***** Data to use *****

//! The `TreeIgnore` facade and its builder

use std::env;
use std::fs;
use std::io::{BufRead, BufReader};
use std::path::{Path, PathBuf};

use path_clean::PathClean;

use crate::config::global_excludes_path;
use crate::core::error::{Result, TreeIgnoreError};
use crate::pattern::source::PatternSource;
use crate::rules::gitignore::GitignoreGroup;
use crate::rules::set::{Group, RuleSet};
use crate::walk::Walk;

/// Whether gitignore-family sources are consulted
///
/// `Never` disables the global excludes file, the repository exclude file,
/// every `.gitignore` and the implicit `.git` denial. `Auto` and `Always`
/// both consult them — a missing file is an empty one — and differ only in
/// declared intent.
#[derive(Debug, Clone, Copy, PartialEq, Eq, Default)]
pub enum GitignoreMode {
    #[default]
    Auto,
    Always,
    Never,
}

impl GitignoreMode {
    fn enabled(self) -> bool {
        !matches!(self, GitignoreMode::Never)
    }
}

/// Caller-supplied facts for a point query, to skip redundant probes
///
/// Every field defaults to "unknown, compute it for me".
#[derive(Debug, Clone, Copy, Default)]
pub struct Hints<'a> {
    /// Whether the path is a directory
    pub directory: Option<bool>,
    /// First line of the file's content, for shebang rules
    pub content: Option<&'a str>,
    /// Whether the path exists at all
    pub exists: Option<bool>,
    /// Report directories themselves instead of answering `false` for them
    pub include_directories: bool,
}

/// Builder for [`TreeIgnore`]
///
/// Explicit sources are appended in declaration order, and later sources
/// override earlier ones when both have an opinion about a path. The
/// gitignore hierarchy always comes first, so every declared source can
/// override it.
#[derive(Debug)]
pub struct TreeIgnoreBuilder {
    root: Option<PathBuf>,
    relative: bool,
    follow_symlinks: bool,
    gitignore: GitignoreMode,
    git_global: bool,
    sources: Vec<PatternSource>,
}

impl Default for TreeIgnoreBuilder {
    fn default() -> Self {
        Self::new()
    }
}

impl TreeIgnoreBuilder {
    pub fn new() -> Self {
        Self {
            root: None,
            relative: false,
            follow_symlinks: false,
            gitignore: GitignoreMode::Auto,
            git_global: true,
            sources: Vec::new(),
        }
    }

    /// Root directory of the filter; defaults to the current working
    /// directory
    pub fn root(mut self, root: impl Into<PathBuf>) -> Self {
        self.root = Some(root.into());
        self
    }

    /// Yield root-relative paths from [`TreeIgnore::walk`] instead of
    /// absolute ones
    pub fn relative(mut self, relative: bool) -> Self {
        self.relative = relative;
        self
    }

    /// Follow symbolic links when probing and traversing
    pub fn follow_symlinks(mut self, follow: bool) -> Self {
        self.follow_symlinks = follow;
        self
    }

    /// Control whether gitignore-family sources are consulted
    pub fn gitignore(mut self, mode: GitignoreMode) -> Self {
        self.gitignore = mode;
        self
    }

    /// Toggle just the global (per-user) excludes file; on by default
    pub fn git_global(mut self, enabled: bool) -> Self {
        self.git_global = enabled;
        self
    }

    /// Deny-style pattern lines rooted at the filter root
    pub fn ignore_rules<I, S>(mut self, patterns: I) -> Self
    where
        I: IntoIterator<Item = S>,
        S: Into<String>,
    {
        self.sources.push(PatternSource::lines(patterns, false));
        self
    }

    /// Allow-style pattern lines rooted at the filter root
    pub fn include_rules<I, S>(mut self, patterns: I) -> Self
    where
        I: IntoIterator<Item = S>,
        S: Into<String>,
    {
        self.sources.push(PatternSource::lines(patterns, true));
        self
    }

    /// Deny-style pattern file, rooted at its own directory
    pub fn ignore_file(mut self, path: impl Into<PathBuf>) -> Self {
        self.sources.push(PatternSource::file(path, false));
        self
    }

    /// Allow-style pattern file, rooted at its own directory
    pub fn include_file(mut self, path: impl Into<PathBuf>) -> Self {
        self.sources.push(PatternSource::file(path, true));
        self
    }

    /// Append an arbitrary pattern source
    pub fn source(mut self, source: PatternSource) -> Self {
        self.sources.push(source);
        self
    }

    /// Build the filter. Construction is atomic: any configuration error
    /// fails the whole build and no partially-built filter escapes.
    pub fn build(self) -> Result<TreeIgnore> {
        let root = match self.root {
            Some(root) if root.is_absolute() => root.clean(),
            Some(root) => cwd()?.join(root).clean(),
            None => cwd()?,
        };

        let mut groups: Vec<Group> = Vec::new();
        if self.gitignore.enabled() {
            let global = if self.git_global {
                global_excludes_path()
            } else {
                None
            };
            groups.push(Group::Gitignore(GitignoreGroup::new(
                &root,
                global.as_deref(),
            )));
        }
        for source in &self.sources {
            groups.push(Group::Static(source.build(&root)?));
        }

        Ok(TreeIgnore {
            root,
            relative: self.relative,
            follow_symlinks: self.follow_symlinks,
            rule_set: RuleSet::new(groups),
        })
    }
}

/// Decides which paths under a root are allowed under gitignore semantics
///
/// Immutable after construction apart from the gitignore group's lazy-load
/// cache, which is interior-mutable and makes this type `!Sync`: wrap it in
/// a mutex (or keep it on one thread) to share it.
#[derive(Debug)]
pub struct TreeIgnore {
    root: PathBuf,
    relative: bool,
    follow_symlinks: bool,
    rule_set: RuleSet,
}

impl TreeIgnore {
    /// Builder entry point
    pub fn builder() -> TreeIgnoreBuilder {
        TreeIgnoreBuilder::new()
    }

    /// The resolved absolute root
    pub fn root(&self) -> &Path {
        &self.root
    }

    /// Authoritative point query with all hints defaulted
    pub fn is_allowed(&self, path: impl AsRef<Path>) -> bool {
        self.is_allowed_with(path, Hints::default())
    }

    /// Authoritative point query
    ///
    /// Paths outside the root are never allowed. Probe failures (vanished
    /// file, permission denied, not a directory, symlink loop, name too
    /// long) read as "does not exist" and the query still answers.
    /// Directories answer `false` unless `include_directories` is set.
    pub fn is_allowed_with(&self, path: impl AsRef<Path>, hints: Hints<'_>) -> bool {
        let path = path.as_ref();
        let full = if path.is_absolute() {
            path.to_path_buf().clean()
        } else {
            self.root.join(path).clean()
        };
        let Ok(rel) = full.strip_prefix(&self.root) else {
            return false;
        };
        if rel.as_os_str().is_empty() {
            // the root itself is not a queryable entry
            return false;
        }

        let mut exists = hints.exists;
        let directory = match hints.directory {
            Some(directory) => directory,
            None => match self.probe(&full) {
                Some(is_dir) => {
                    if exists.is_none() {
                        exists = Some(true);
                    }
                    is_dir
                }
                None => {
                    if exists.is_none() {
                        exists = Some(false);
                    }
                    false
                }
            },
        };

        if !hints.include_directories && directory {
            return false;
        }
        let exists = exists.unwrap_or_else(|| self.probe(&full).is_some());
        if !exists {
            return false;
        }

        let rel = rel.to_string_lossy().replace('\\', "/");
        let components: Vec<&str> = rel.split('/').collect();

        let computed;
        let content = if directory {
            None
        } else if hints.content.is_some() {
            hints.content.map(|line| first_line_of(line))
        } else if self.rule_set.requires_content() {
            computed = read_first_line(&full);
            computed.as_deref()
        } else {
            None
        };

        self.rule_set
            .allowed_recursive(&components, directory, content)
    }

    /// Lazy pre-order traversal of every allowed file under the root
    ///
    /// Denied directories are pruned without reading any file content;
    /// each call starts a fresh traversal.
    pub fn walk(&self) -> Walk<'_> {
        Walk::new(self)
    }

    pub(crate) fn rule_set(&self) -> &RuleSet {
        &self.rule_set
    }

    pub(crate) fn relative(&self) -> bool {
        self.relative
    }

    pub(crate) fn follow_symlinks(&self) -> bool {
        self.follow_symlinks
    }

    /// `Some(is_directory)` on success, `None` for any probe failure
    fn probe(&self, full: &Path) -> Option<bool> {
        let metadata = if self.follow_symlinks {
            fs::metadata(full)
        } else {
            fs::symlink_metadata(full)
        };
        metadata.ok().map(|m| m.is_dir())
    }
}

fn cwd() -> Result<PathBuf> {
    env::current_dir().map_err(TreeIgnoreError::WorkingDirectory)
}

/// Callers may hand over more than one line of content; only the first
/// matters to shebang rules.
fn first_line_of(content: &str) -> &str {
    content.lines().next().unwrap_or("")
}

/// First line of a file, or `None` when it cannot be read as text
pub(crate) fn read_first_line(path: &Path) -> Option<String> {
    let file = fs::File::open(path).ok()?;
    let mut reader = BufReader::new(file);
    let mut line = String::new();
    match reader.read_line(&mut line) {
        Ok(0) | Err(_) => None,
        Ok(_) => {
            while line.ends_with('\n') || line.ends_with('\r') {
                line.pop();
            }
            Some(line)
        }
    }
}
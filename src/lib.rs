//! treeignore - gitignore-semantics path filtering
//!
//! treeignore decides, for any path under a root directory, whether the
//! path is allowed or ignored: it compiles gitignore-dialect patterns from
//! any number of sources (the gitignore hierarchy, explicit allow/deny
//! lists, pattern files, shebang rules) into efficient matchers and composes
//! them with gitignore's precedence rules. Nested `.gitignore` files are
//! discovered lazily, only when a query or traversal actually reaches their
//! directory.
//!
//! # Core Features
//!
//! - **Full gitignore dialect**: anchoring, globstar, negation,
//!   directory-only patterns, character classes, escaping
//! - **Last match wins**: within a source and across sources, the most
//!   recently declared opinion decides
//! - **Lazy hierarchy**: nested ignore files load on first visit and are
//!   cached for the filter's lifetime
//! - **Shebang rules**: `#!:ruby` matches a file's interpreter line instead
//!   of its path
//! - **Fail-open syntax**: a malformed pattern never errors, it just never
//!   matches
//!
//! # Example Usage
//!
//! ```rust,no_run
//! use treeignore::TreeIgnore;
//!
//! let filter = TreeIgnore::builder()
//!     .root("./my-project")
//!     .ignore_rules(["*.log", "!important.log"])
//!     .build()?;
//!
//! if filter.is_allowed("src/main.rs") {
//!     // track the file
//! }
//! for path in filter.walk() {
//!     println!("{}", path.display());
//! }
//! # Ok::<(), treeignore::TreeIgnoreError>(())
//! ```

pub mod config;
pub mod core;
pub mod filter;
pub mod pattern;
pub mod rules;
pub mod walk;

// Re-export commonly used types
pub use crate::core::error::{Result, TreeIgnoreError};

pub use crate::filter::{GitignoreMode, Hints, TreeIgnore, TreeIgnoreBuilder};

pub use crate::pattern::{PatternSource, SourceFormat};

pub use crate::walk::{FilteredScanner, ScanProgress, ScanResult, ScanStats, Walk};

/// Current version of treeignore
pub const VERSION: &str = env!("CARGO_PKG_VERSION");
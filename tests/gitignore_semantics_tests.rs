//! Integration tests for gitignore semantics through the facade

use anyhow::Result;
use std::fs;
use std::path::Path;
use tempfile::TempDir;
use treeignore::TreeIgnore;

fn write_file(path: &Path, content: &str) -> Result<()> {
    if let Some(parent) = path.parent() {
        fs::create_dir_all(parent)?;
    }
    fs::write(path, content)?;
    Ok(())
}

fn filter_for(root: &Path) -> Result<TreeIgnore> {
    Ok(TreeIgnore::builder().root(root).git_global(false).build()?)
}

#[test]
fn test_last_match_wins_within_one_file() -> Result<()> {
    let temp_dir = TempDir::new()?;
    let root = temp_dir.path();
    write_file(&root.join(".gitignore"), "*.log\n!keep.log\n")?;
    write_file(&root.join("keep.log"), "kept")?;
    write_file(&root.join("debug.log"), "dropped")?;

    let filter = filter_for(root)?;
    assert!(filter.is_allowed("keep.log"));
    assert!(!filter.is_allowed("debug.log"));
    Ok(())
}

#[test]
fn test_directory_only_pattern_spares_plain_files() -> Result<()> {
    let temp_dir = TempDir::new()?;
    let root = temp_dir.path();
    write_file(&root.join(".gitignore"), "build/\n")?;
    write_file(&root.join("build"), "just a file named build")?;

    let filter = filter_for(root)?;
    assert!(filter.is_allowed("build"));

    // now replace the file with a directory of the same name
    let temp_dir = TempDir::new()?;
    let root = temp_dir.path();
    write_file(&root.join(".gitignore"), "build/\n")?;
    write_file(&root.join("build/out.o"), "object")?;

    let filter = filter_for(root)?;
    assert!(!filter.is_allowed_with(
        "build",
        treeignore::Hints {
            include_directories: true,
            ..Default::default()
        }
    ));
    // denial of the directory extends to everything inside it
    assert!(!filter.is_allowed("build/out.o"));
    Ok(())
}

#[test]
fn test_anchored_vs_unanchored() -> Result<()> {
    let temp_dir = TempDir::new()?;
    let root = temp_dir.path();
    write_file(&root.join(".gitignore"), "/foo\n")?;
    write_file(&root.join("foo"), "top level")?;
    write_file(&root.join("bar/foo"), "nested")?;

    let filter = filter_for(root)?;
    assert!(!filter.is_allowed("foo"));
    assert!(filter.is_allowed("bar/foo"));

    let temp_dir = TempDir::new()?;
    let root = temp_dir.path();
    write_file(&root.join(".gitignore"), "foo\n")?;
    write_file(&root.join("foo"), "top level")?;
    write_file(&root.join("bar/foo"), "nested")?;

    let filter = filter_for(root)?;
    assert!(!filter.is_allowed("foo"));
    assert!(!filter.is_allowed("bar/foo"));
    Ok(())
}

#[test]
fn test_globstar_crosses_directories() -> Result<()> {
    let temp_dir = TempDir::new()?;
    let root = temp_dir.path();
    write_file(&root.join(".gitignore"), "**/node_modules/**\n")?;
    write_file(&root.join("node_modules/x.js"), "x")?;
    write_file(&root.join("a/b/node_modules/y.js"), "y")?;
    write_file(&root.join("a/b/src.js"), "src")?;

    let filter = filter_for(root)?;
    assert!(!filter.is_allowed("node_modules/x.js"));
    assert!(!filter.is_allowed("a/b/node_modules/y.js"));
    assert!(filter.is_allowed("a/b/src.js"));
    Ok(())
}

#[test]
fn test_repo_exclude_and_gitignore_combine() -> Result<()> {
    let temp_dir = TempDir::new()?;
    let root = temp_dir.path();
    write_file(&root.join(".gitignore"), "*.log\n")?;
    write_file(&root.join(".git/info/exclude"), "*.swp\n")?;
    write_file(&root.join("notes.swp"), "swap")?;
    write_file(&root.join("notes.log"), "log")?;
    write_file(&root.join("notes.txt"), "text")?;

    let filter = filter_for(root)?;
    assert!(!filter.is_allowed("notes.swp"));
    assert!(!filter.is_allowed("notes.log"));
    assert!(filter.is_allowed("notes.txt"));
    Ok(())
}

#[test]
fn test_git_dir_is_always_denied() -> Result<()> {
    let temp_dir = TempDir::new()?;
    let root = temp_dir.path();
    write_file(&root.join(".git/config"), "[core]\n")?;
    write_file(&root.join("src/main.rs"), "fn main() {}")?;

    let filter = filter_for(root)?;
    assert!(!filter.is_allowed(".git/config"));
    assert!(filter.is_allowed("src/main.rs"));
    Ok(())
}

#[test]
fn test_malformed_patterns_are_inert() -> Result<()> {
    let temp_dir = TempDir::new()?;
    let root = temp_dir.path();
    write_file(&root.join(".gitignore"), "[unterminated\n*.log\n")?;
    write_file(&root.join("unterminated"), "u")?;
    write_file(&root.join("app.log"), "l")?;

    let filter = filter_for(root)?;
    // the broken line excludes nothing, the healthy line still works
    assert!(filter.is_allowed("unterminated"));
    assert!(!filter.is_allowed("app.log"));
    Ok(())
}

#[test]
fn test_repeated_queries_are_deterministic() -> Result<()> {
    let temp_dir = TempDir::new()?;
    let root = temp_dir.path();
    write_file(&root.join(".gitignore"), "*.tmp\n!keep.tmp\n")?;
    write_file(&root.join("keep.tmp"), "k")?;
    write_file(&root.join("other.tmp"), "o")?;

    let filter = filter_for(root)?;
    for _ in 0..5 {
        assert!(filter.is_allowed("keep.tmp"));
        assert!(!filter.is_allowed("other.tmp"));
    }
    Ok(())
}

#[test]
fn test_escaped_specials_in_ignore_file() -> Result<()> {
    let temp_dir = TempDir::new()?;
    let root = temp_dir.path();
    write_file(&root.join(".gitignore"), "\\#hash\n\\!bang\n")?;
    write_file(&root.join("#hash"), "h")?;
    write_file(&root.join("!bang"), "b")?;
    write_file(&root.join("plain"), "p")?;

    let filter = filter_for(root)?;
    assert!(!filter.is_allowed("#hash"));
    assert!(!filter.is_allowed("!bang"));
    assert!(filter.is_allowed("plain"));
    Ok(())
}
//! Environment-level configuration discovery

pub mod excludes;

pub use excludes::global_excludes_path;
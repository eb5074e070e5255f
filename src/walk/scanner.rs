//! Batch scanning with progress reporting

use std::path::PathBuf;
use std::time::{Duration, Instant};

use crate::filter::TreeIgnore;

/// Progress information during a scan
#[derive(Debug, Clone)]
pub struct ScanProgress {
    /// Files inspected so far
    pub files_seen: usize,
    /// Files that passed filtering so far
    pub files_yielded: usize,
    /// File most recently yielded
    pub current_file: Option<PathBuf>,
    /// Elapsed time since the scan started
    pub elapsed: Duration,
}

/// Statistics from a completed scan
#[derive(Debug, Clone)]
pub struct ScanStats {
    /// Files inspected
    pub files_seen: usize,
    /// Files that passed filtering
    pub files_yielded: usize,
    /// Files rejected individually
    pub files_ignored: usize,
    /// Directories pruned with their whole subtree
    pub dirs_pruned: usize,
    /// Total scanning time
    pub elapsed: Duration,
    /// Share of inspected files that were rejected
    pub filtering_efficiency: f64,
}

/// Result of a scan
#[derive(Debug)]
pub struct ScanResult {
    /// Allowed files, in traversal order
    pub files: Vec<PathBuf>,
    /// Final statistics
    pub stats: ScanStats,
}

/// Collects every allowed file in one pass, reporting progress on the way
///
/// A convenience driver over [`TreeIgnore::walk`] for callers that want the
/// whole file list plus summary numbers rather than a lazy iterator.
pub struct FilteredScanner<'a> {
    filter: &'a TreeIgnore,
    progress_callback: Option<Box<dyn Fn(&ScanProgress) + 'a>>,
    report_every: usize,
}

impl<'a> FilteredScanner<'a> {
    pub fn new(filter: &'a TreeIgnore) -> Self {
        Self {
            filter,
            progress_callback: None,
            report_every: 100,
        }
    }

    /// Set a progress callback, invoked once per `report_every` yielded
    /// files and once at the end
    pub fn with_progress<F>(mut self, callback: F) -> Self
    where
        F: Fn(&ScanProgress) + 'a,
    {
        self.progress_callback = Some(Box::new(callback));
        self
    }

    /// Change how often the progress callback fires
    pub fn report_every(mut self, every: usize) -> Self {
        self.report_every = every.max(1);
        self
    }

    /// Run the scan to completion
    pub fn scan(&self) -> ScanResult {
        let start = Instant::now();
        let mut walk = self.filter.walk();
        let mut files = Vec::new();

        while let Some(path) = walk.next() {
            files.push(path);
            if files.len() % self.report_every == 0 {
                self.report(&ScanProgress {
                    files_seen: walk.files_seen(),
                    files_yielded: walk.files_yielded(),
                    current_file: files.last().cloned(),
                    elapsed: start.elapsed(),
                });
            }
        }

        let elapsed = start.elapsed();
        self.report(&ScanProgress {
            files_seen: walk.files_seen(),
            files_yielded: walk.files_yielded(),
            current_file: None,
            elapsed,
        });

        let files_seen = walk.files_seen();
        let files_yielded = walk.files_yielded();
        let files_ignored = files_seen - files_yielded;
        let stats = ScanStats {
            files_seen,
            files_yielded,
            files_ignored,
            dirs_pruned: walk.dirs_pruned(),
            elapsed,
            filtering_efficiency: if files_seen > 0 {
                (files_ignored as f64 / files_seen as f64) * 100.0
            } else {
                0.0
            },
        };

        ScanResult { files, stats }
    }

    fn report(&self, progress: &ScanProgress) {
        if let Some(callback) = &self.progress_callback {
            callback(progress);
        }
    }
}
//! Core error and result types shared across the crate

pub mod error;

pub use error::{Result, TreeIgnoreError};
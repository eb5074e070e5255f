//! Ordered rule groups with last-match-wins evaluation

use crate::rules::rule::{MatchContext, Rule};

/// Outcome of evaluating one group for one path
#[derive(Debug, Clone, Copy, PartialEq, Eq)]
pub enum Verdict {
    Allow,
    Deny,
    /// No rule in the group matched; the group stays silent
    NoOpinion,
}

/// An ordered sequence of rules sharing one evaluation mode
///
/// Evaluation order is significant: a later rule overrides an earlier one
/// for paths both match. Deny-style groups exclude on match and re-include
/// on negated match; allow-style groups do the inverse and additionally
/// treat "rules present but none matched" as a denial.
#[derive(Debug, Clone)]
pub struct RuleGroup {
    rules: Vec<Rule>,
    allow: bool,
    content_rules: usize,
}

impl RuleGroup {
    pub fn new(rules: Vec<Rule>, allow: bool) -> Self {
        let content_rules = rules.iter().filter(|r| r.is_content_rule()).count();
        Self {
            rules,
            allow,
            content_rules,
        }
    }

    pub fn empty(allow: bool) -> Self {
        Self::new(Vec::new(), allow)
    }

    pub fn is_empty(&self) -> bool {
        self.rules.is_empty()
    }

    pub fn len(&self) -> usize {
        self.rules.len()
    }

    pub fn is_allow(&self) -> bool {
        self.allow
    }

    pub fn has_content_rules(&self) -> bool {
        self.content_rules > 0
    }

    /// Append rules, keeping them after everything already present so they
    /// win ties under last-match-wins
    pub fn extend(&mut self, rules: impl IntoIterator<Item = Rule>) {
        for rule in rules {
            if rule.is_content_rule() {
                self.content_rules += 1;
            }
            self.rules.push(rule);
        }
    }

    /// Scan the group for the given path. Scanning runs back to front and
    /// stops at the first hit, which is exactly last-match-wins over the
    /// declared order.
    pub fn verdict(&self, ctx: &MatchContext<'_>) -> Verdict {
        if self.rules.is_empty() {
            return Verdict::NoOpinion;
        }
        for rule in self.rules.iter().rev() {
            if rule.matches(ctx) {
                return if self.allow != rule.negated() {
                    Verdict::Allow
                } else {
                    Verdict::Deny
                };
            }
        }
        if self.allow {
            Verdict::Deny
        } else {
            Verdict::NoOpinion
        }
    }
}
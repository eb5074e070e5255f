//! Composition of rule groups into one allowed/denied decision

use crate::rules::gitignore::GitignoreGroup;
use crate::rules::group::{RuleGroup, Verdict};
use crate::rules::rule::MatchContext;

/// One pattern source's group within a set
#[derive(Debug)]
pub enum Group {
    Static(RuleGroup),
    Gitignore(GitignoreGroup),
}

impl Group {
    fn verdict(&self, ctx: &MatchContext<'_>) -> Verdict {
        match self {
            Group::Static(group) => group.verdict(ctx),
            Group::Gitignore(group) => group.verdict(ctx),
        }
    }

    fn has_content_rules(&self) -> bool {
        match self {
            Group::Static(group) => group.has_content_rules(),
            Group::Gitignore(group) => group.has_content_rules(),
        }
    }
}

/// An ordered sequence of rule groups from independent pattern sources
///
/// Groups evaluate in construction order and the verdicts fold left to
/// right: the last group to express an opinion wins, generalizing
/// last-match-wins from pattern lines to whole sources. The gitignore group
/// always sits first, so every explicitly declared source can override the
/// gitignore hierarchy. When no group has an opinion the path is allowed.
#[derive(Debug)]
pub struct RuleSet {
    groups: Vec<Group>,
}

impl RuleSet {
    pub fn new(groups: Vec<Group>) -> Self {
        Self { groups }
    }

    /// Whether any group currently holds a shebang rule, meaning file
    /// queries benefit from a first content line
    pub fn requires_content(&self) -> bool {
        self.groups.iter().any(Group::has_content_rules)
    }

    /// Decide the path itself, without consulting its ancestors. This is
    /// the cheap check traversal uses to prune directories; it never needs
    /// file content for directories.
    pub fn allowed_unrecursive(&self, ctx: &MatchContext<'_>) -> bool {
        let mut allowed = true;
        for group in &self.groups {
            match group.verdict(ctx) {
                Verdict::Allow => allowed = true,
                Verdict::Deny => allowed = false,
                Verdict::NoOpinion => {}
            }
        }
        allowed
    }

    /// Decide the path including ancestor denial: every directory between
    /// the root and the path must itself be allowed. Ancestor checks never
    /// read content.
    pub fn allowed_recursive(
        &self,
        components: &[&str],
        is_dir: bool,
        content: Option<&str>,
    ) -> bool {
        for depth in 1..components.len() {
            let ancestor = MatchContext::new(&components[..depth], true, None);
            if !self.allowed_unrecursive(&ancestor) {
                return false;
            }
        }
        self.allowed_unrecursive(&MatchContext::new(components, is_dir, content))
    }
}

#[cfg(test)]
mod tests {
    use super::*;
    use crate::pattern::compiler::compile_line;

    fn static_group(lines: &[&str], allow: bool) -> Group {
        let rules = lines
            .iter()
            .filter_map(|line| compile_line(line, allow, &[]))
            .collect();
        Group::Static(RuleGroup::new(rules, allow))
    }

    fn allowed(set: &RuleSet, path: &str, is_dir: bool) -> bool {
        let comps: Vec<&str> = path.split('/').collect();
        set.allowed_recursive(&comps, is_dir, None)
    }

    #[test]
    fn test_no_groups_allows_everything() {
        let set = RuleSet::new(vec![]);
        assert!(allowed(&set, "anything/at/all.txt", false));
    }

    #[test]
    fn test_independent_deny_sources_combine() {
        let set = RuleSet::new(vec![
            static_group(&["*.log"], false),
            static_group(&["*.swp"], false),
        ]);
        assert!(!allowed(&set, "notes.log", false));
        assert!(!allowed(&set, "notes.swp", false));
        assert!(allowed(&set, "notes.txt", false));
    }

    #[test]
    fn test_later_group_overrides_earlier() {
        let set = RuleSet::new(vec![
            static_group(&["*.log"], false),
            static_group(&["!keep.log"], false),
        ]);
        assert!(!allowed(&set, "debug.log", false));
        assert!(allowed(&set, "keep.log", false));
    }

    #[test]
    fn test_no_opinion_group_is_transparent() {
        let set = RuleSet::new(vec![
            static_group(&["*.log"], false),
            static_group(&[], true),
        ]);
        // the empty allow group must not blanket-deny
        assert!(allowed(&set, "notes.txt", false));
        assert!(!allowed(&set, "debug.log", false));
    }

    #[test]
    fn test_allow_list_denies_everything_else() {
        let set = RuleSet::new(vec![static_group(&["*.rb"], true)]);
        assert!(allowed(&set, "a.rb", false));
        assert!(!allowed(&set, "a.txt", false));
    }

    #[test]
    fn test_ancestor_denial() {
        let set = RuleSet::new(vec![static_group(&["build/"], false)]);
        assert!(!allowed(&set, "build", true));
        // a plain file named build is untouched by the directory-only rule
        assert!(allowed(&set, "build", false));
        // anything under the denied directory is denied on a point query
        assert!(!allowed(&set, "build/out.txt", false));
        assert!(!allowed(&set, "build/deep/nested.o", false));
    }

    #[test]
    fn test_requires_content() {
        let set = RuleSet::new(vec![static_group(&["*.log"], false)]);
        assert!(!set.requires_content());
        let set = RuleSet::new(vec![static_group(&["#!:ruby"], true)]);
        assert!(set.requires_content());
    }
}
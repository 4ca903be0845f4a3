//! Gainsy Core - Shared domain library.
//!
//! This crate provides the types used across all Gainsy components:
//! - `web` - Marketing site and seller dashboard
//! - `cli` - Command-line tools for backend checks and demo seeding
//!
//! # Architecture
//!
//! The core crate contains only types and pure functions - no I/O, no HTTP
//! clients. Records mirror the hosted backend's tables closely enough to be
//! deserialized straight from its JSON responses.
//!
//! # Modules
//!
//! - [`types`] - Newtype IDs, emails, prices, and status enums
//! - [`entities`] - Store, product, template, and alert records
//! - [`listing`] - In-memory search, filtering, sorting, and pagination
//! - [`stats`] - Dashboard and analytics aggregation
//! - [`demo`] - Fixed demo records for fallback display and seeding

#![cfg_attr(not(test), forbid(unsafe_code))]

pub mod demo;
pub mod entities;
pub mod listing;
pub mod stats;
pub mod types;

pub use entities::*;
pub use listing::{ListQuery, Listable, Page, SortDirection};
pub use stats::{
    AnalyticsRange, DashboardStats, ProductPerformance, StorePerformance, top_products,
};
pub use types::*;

*****

What lines above hold the word "NoOpinion"? List them all.

Written response —
    NoOpinion,
            return Verdict::NoOpinion;
            Verdict::NoOpinion
                Verdict::NoOpinion => {}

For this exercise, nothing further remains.